//! Groq provider implementation
//!
//! This module implements the LLMProvider trait against Groq's
//! OpenAI-compatible chat-completions API.
//! See: https://console.groq.com/docs/api-reference#chat
//!
//! # Examples
//!
//! ```no_run
//! use chat_llm::{CompletionRequest, Message, LLMProvider};
//! use chat_llm::providers::GroqProvider;
//!
//! #[tokio::main]
//! async fn main() -> Result<(), Box<dyn std::error::Error>> {
//!     // Create provider from GROQ_API_KEY environment variable
//!     let provider = GroqProvider::from_env()?;
//!
//!     let request = CompletionRequest::builder("qwen/qwen3-32b")
//!         .add_message(Message::user("Analyze AAPL fundamentals"))
//!         .max_tokens(800)
//!         .build();
//!
//!     let response = provider.complete(request).await?;
//!     println!("{}", response.message.text().unwrap_or_default());
//!
//!     Ok(())
//! }
//! ```

use crate::{
    CompletionRequest, CompletionResponse, ContentBlock, LLMProvider, Message, MessageContent,
    Result, Role, StopReason, TokenUsage, ToolDefinition,
};
use async_trait::async_trait;
use reqwest::Client;
use serde::{Deserialize, Serialize};
use std::time::Duration;
use tracing::{debug, instrument};

const DEFAULT_GROQ_API_BASE: &str = "https://api.groq.com/openai/v1";
const DEFAULT_TIMEOUT_SECS: u64 = 120;

/// Configuration for the Groq provider
#[derive(Debug, Clone)]
pub struct GroqConfig {
    /// API key for authentication
    pub api_key: String,

    /// Base URL for the API (default: "https://api.groq.com/openai/v1")
    pub api_base: String,

    /// Request timeout in seconds (default: 120)
    pub timeout_secs: u64,

    /// Optional list of supported models
    /// If None, any model string is accepted
    pub supported_models: Option<Vec<String>>,
}

impl GroqConfig {
    /// Create a new config with the given API key and default settings
    pub fn new(api_key: impl Into<String>) -> Self {
        Self {
            api_key: api_key.into(),
            api_base: DEFAULT_GROQ_API_BASE.to_string(),
            timeout_secs: DEFAULT_TIMEOUT_SECS,
            supported_models: None,
        }
    }

    /// Create config from environment variables
    ///
    /// Reads the API key from `GROQ_API_KEY`.
    /// Optionally reads the base URL from `GROQ_API_BASE` if set.
    pub fn from_env() -> Result<Self> {
        let api_key = std::env::var("GROQ_API_KEY").map_err(|_| {
            crate::LLMError::ConfigurationError(
                "GROQ_API_KEY environment variable not set".to_string(),
            )
        })?;

        let api_base =
            std::env::var("GROQ_API_BASE").unwrap_or_else(|_| DEFAULT_GROQ_API_BASE.to_string());

        Ok(Self {
            api_key,
            api_base,
            timeout_secs: DEFAULT_TIMEOUT_SECS,
            supported_models: None,
        })
    }

    /// Set a custom API base URL
    pub fn with_api_base(mut self, api_base: impl Into<String>) -> Self {
        self.api_base = api_base.into();
        self
    }

    /// Set request timeout in seconds
    pub fn with_timeout(mut self, timeout_secs: u64) -> Self {
        self.timeout_secs = timeout_secs;
        self
    }

    /// Set supported models list
    ///
    /// When set, the provider will validate model names against this list.
    pub fn with_supported_models(mut self, models: Vec<String>) -> Self {
        self.supported_models = Some(models);
        self
    }
}

/// Groq provider
///
/// Speaks Groq's OpenAI-compatible chat-completions protocol, including
/// tool calls. Works with any model hosted on Groq (qwen/qwen3-32b,
/// llama-3.3-70b-versatile, deepseek-r1-distill-llama-70b, ...).
pub struct GroqProvider {
    client: Client,
    config: GroqConfig,
}

impl GroqProvider {
    /// Create a new Groq provider with custom configuration
    pub fn with_config(config: GroqConfig) -> Result<Self> {
        let client = Client::builder()
            .timeout(Duration::from_secs(config.timeout_secs))
            .build()?;

        Ok(Self { client, config })
    }

    /// Create a new Groq provider with API key and default settings
    pub fn new(api_key: impl Into<String>) -> Result<Self> {
        Self::with_config(GroqConfig::new(api_key))
    }

    /// Create a provider from the `GROQ_API_KEY` environment variable
    pub fn from_env() -> Result<Self> {
        let config = GroqConfig::from_env()?;
        Self::with_config(config)
    }

    /// Get the current configuration
    pub fn config(&self) -> &GroqConfig {
        &self.config
    }

    /// Validate model name against supported models list (if configured)
    fn validate_model(&self, model: &str) -> Result<()> {
        if let Some(supported) = &self.config.supported_models {
            if !supported.iter().any(|m| m == model) {
                return Err(crate::LLMError::InvalidRequest(format!(
                    "Model '{model}' is not in the supported models list: {supported:?}"
                )));
            }
        }
        Ok(())
    }
}

#[async_trait]
impl LLMProvider for GroqProvider {
    #[instrument(skip(self, request), fields(model = %request.model, api_base = %self.config.api_base))]
    async fn complete(&self, request: CompletionRequest) -> Result<CompletionResponse> {
        debug!("Sending request to Groq API at {}", self.config.api_base);

        self.validate_model(&request.model)?;

        // System prompt goes into the messages array for the OpenAI protocol
        let groq_messages = build_groq_messages(request.system.clone(), request.messages);
        let groq_tools = request.tools.as_ref().map(|tools| convert_tools(tools));

        let groq_request = GroqRequest {
            model: request.model.clone(),
            messages: groq_messages,
            max_tokens: request.max_tokens,
            temperature: request.temperature,
            tools: groq_tools,
            stop: request.stop_sequences,
        };

        let response = self
            .client
            .post(format!("{}/chat/completions", self.config.api_base))
            .header("Authorization", format!("Bearer {}", self.config.api_key))
            .header("Content-Type", "application/json")
            .json(&groq_request)
            .send()
            .await?;

        if !response.status().is_success() {
            let status = response.status();
            let error_text = response.text().await?;

            return Err(match status.as_u16() {
                401 => crate::LLMError::AuthenticationFailed,
                429 => crate::LLMError::RateLimitExceeded(error_text),
                400 => crate::LLMError::InvalidRequest(error_text),
                404 => crate::LLMError::ModelNotFound(request.model),
                _ => crate::LLMError::RequestFailed(format!("HTTP {status}: {error_text}")),
            });
        }

        let groq_response: GroqResponse = response.json().await.map_err(|e| {
            crate::LLMError::UnexpectedResponse(format!("Failed to parse response: {e}"))
        })?;

        // Groq can return multiple choices but we use the first
        let choice = groq_response.choices.into_iter().next().ok_or_else(|| {
            crate::LLMError::UnexpectedResponse("No choices in response".to_string())
        })?;

        debug!(
            "Received response - stop_reason: {}, tokens: {}/{}",
            choice.finish_reason,
            groq_response.usage.prompt_tokens,
            groq_response.usage.completion_tokens
        );

        let message = parse_groq_response(choice.message)?;
        let stop_reason = map_stop_reason(&choice.finish_reason);

        Ok(CompletionResponse {
            message,
            stop_reason,
            usage: TokenUsage {
                input_tokens: groq_response.usage.prompt_tokens,
                output_tokens: groq_response.usage.completion_tokens,
            },
        })
    }

    fn name(&self) -> &str {
        "groq"
    }
}

// ============================================================================
// Groq wire types (OpenAI chat-completions protocol)
// ============================================================================

#[derive(Debug, Serialize)]
struct GroqRequest {
    model: String,
    messages: Vec<GroqMessage>,
    max_tokens: usize,
    #[serde(skip_serializing_if = "Option::is_none")]
    temperature: Option<f32>,
    #[serde(skip_serializing_if = "Option::is_none")]
    tools: Option<Vec<GroqTool>>,
    #[serde(skip_serializing_if = "Option::is_none")]
    stop: Option<Vec<String>>,
}

#[derive(Debug, Serialize)]
struct GroqMessage {
    role: String,
    #[serde(skip_serializing_if = "Option::is_none")]
    content: Option<String>,
    #[serde(skip_serializing_if = "Option::is_none")]
    tool_calls: Option<Vec<GroqToolCall>>,
    #[serde(skip_serializing_if = "Option::is_none")]
    tool_call_id: Option<String>,
}

#[derive(Debug, Serialize)]
struct GroqTool {
    #[serde(rename = "type")]
    tool_type: String,
    function: GroqFunction,
}

#[derive(Debug, Serialize)]
struct GroqFunction {
    name: String,
    description: String,
    parameters: serde_json::Value,
}

#[derive(Debug, Serialize)]
struct GroqToolCall {
    id: String,
    #[serde(rename = "type")]
    tool_type: String,
    function: GroqFunctionCall,
}

#[derive(Debug, Serialize)]
struct GroqFunctionCall {
    name: String,
    arguments: String,
}

#[derive(Debug, Deserialize)]
struct GroqResponse {
    choices: Vec<GroqChoice>,
    usage: GroqUsage,
}

#[derive(Debug, Deserialize)]
struct GroqChoice {
    message: GroqResponseMessage,
    finish_reason: String,
}

#[derive(Debug, Deserialize)]
struct GroqResponseMessage {
    #[allow(dead_code)]
    role: String,
    content: Option<String>,
    tool_calls: Option<Vec<GroqResponseToolCall>>,
}

#[derive(Debug, Deserialize)]
struct GroqResponseToolCall {
    id: String,
    #[allow(dead_code)]
    #[serde(rename = "type")]
    tool_type: String,
    function: GroqResponseFunctionCall,
}

#[derive(Debug, Deserialize)]
struct GroqResponseFunctionCall {
    name: String,
    arguments: String,
}

#[derive(Debug, Deserialize)]
struct GroqUsage {
    prompt_tokens: usize,
    completion_tokens: usize,
}

// ============================================================================
// Conversion functions
// ============================================================================

/// Build Groq messages from our generic format
fn build_groq_messages(system: Option<String>, messages: Vec<Message>) -> Vec<GroqMessage> {
    let mut result = Vec::new();

    if let Some(sys) = system {
        result.push(GroqMessage {
            role: "system".to_string(),
            content: Some(sys),
            tool_calls: None,
            tool_call_id: None,
        });
    }

    for msg in messages {
        result.extend(convert_message(msg));
    }

    result
}

/// Convert a single message to the wire format
///
/// May return multiple messages: tool results become separate messages
/// with role="tool".
fn convert_message(msg: Message) -> Vec<GroqMessage> {
    let role = match msg.role {
        Role::User => "user",
        Role::Assistant => "assistant",
        Role::System => "system",
    };

    match msg.content {
        Some(MessageContent::Text(text)) => {
            vec![GroqMessage {
                role: role.to_string(),
                content: Some(text),
                tool_calls: None,
                tool_call_id: None,
            }]
        }
        Some(MessageContent::Blocks(blocks)) => convert_blocks(role, blocks),
        None => {
            vec![GroqMessage {
                role: role.to_string(),
                content: Some(String::new()),
                tool_calls: None,
                tool_call_id: None,
            }]
        }
    }
}

/// Convert content blocks to wire messages
fn convert_blocks(role: &str, blocks: Vec<ContentBlock>) -> Vec<GroqMessage> {
    let mut messages = Vec::new();
    let mut text_parts: Vec<String> = Vec::new();
    let mut tool_calls = Vec::new();

    for block in blocks {
        match block {
            ContentBlock::Text { text } => {
                text_parts.push(text);
            }
            ContentBlock::ToolUse { id, name, input } => {
                // Tool uses go in the tool_calls array
                let arguments = serde_json::to_string(&input).unwrap_or_default();
                tool_calls.push(GroqToolCall {
                    id,
                    tool_type: "function".to_string(),
                    function: GroqFunctionCall { name, arguments },
                });
            }
            ContentBlock::ToolResult {
                tool_use_id,
                content,
                ..
            } => {
                // Tool results become separate messages with role="tool"
                messages.push(GroqMessage {
                    role: "tool".to_string(),
                    content: Some(content),
                    tool_calls: None,
                    tool_call_id: Some(tool_use_id),
                });
            }
        }
    }

    if !text_parts.is_empty() || !tool_calls.is_empty() {
        messages.insert(
            0,
            GroqMessage {
                role: role.to_string(),
                content: if text_parts.is_empty() {
                    None
                } else {
                    Some(text_parts.join("\n"))
                },
                tool_calls: if tool_calls.is_empty() {
                    None
                } else {
                    Some(tool_calls)
                },
                tool_call_id: None,
            },
        );
    }

    messages
}

/// Convert tool definitions to the wire format
fn convert_tools(tools: &[ToolDefinition]) -> Vec<GroqTool> {
    tools
        .iter()
        .map(|tool| GroqTool {
            tool_type: "function".to_string(),
            function: GroqFunction {
                name: tool.name.clone(),
                description: tool.description.clone(),
                parameters: tool.input_schema.clone(),
            },
        })
        .collect()
}

/// Parse a wire response message into our format
fn parse_groq_response(msg: GroqResponseMessage) -> Result<Message> {
    let mut blocks = Vec::new();

    if let Some(content) = msg.content {
        if !content.is_empty() {
            blocks.push(ContentBlock::Text { text: content });
        }
    }

    if let Some(tool_calls) = msg.tool_calls {
        for call in tool_calls {
            let input: serde_json::Value =
                serde_json::from_str(&call.function.arguments).map_err(|e| {
                    crate::LLMError::UnexpectedResponse(format!(
                        "Failed to parse tool arguments: {e}"
                    ))
                })?;

            blocks.push(ContentBlock::ToolUse {
                id: call.id,
                name: call.function.name,
                input,
            });
        }
    }

    if blocks.is_empty() {
        blocks.push(ContentBlock::Text {
            text: String::new(),
        });
    }

    Ok(Message {
        role: Role::Assistant,
        content: Some(MessageContent::Blocks(blocks)),
    })
}

/// Map a finish_reason string to our StopReason
fn map_stop_reason(reason: &str) -> StopReason {
    match reason {
        "stop" => StopReason::EndTurn,
        "length" => StopReason::MaxTokens,
        "tool_calls" => StopReason::ToolUse,
        _ => {
            debug!("Unknown stop reason: {}", reason);
            StopReason::EndTurn
        }
    }
}

// ============================================================================
// Tests
// ============================================================================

- [ABOUT THIS TASK]: From the records above, quote only the lines running from the line with "the Groq provider" to the line with "given API key and default settings", both lines included.

- [EXPECTED ANSWER]:
/// Configuration for the Groq provider
#[derive(Debug, Clone)]
pub struct GroqConfig {
    /// API key for authentication
    pub api_key: String,

    /// Base URL for the API (default: "https://api.groq.com/openai/v1")
    pub api_base: String,

    /// Request timeout in seconds (default: 120)
    pub timeout_secs: u64,

    /// Optional list of supported models
    /// If None, any model string is accepted
    pub supported_models: Option<Vec<String>>,
}

impl GroqConfig {
    /// Create a new config with the given API key and default settings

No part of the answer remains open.